We live in a golden age of surveillance. Much of it is self-enabled. Phones track users wherever they go, an unfortunate byproduct of remaining "connected." FOMO has turned dozens of phone apps into unstoppable data generators. In-home devices record conversations, track viewing habits, and record internet usage habits. Wearables provide even more location data, as well as tons of useful biometric info.

Any cop complaining about the "restraints" of device encryption just isn't using their imagination. Cloud services provide cops with backups of conversations they can't access from locked devices. Billions of data points harvested by apps, data brokers, and government contractors give cops tons of info that's escaped the protective measures device owners have deployed to protect their devices.

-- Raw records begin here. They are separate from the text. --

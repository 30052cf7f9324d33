//! Version catalog model, reader, and notation parser.
//!
//! A catalog document is split into four sections. The [`reader`] turns raw
//! text into line-addressed [`Entry`] values grouped per [`Section`], and
//! [`notation`] interprets a single entry's text as an alias plus a value.
//!
//! # Example
//!
//! ```
//! use catalog_lint::catalog::{segment, Section};
//!
//! let catalog = segment("[versions]\nkotlin = \"2.0.0\"\n");
//! assert_eq!(catalog.section(Section::Versions).len(), 1);
//! assert!(catalog.section(Section::Plugins).is_empty());
//! ```

pub mod notation;
pub mod reader;
pub mod span;

use std::fmt;

use crate::error::{CatalogError, Result};

pub use notation::{parse_entry, Declaration, InlineTable, NotationError, Value};
pub use reader::{read_catalog_file, read_catalog_text, segment};
pub use span::LineSpan;

/// One of the four catalog sections.
#[derive(Debug, Clone, Copy, PartialEq, Eq, Hash, PartialOrd, Ord)]
pub enum Section {
    Versions,
    Libraries,
    Bundles,
    Plugins,
}

impl Section {
    /// All sections in declaration order.
    pub const ALL: [Section; 4] = [
        Section::Versions,
        Section::Libraries,
        Section::Bundles,
        Section::Plugins,
    ];

    /// The header line that opens this section.
    pub fn label(&self) -> &'static str {
        match self {
            Section::Versions => "[versions]",
            Section::Libraries => "[libraries]",
            Section::Bundles => "[bundles]",
            Section::Plugins => "[plugins]",
        }
    }

    /// Find the section whose header matches `line` (already trimmed).
    pub fn from_header(line: &str) -> Option<Section> {
        Self::ALL.into_iter().find(|s| s.label() == line)
    }
}

impl fmt::Display for Section {
    fn fmt(&self, f: &mut fmt::Formatter<'_>) -> fmt::Result {
        f.write_str(self.label())
    }
}

/// One logical declaration inside a section.
#[derive(Debug, Clone, PartialEq, Eq)]
pub struct Entry {
    /// Lines the entry occupies in the source.
    pub span: LineSpan,
    /// Raw text, untrimmed; multi-line entries are joined with `\n`.
    pub content: String,
}

impl Entry {
    /// Create an entry spanning a single line.
    pub fn new(line: usize, content: impl Into<String>) -> Self {
        Self {
            span: LineSpan::line(line),
            content: content.into(),
        }
    }

    /// Create an entry spanning an explicit range of lines.
    pub fn spanning(span: LineSpan, content: impl Into<String>) -> Self {
        Self {
            span,
            content: content.into(),
        }
    }

    /// Parse the entry's notation into its alias and value.
    ///
    /// # Errors
    ///
    /// Returns `MalformedEntry`, located at this entry's span, if the
    /// notation can't be parsed.
    pub fn declaration(&self) -> Result<Declaration> {
        parse_entry(&self.content).map_err(|e| CatalogError::MalformedEntry {
            span: self.span,
            message: e.to_string(),
        })
    }
}

/// The entries of all four sections, each in source order.
#[derive(Debug, Clone, Default, PartialEq, Eq)]
pub struct Catalog {
    pub versions: Vec<Entry>,
    pub libraries: Vec<Entry>,
    pub bundles: Vec<Entry>,
    pub plugins: Vec<Entry>,
}

impl Catalog {
    /// Entries of one section.
    pub fn section(&self, section: Section) -> &[Entry] {
        match section {
            Section::Versions => &self.versions,
            Section::Libraries => &self.libraries,
            Section::Bundles => &self.bundles,
            Section::Plugins => &self.plugins,
        }
    }

    pub(crate) fn section_mut(&mut self, section: Section) -> &mut Vec<Entry> {
        match section {
            Section::Versions => &mut self.versions,
            Section::Libraries => &mut self.libraries,
            Section::Bundles => &mut self.bundles,
            Section::Plugins => &mut self.plugins,
        }
    }

    /// Total number of entries across all sections.
    pub fn len(&self) -> usize {
        Section::ALL.iter().map(|s| self.section(*s).len()).sum()
    }

    /// Whether no section has any entry.
    pub fn is_empty(&self) -> bool {
        self.len() == 0
    }
}

#[cfg(test)]
mod tests {
    use super::*;

    #[test]
    fn section_labels() {
        assert_eq!(Section::Versions.label(), "[versions]");
        assert_eq!(Section::Libraries.label(), "[libraries]");
        assert_eq!(Section::Bundles.label(), "[bundles]");
        assert_eq!(Section::Plugins.label(), "[plugins]");
    }

    #[test]
    fn section_from_header() {
        assert_eq!(Section::from_header("[bundles]"), Some(Section::Bundles));
        assert_eq!(Section::from_header("[metadata]"), None);
        assert_eq!(Section::from_header("bundles"), None);
    }

    #[test]
    fn catalog_len_counts_all_sections() {
        let catalog = Catalog {
            versions: vec![Entry::new(2, "a = \"1\"")],
            plugins: vec![Entry::new(5, "p = { id = \"x\" }")],
            ..Default::default()
        };

        assert_eq!(catalog.len(), 2);
        assert!(!catalog.is_empty());
        assert!(Catalog::default().is_empty());
    }

    #[test]
    fn entry_declaration_is_located_on_failure() {
        let entry = Entry::spanning(LineSpan::new(3, 5), "groovy = [\n    \"a\",\n");

        match entry.declaration() {
            Err(CatalogError::MalformedEntry { span, .. }) => assert_eq!(span, LineSpan::new(3, 5)),
            other => panic!("unexpected result: {other:?}"),
        }
    }
}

A recent report by NBC News shows yet another way cops are leveraging "always-on" information gathering to round up criminal suspects, encryption be damned. Investigators hoping to solve the alleged murder of a Michigan resident turned to third parties to gather evidence, using collected data to build a case. The murder victim was dragged behind his vehicle by his neck, resulting in his violent death. His body was covered in abrasions and his skull had been "partially flattened."

At first, investigators were stumped. But then they went searching for information that has never been historically available to law enforcement. Say what you will about "going dark," but for dozens of years, cops have never been able to trace a vehicle -- much less the actions of its occupant -- without actually sending units/officers out to trail someone. And, in a case like this, there was no reason to shadow the person who killed Ronald French, since he wasn't suspected of murder until after the crime happened. Fortunately for law enforcement, "someone" was already trailing the suspect they originally never suspected of anything.

For more than two years, Kalamazoo County sheriff's detectives investigated French's murder without making any arrests. Then, according to police records obtained by NBC News, one of the detectives learned of an emerging field — digital vehicle forensics — which focuses on extracting the treasure trove of data stored in an automobile's onboard computers.

They returned to French's 2016 black Chevy Silverado pickup truck, which had been stolen around the time he vanished, and discovered time-stamped recordings of someone else's voice using the hands-free system to play Eminem on the radio at the time of French's murder.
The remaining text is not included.